The problem>
Say how many lines of the records include the string "from". Nothing else belongs in the answer.

Supplied records>
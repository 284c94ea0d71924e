//! # End-of-line synchronization

use log::debug;

use crate::{
    bits::BitCursor,
    tables::{EOL, EOL_BITS},
    FaxError, FaxResult,
};

/// Zero bits at the start of an EOL
const EOL_ZEROS: usize = EOL_BITS as usize - 1;

/// What was skipped to get to an EOL
#[derive(Debug, Copy, Clone, PartialEq, Eq)]
pub(crate) struct EolSeek {
    /// Number of bits in front of the EOL
    pub skipped: usize,
    /// Whether any of the skipped bits was set
    pub stray_bits: bool,
}

/// Move past the next EOL
///
/// If there is none, the cursor does not move.
pub(crate) fn seek_eol(cursor: &mut BitCursor) -> Option<EolSeek> {
    let start = cursor.position();
    if cursor.remaining() < usize::from(EOL_BITS) {
        return None;
    }
    let mut window = cursor.read(EOL_BITS);
    let mut stray_bits = false;
    while window != EOL {
        if cursor.remaining() == 0 {
            cursor.rewind(cursor.position() - start);
            return None;
        }
        stray_bits |= window & 0x800 != 0;
        window = (window << 1 | cursor.read(1)) & 0xfff;
    }
    Some(EolSeek {
        skipped: cursor.position() - start - usize::from(EOL_BITS),
        stray_bits,
    })
}

/// Whether the next set bit ends an EOL, with or without fill bits
pub(crate) fn next_is_eol(cursor: &BitCursor) -> bool {
    let mut probe = cursor.clone();
    let mut zeros = 0;
    while probe.remaining() > 0 {
        if probe.read(1) == 1 {
            return zeros >= EOL_ZEROS;
        }
        zeros += 1;
    }
    false
}

/// Reads the EOL and the mode tag in front of each row of a mixed page
#[derive(Debug)]
pub(crate) struct EolReader {
    /// Whether each EOL is padded to end on a byte boundary
    fill_bits: bool,
}

impl EolReader {
    pub fn new(fill_bits: bool) -> Self {
        Self { fill_bits }
    }

    /// Find the EOL in front of `row` and return the tag bit after it
    ///
    /// A tag of `1` announces a 1D row, `0` a 2D row. Returns `None` when
    /// only zero bits are left. After a truncated row (`resync`), the rest
    /// of that row is skipped without checking it.
    pub fn read_eol(
        &mut self,
        cursor: &mut BitCursor,
        row: usize,
        resync: bool,
    ) -> FaxResult<Option<u32>> {
        let seek = match seek_eol(cursor) {
            Some(seek) => seek,
            None if cursor.is_exhausted() => return Ok(None),
            None => return Err(FaxError::MissingEol { row }),
        };
        let first = row == 0;
        if self.fill_bits {
            if seek.stray_bits && !resync {
                return Err(FaxError::FillBits { row });
            }
            if !cursor.is_aligned() {
                if first {
                    debug!("The first EOL is not padded, ignoring fill bits");
                    self.fill_bits = false;
                } else {
                    return Err(FaxError::UnalignedEol { row });
                }
            }
        } else if first && seek.skipped >= 4 && !seek.stray_bits && cursor.is_aligned() {
            debug!("The first EOL is padded, expecting fill bits");
            self.fill_bits = true;
        }
        Ok(Some(cursor.read(1)))
    }
}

Expected answer>
2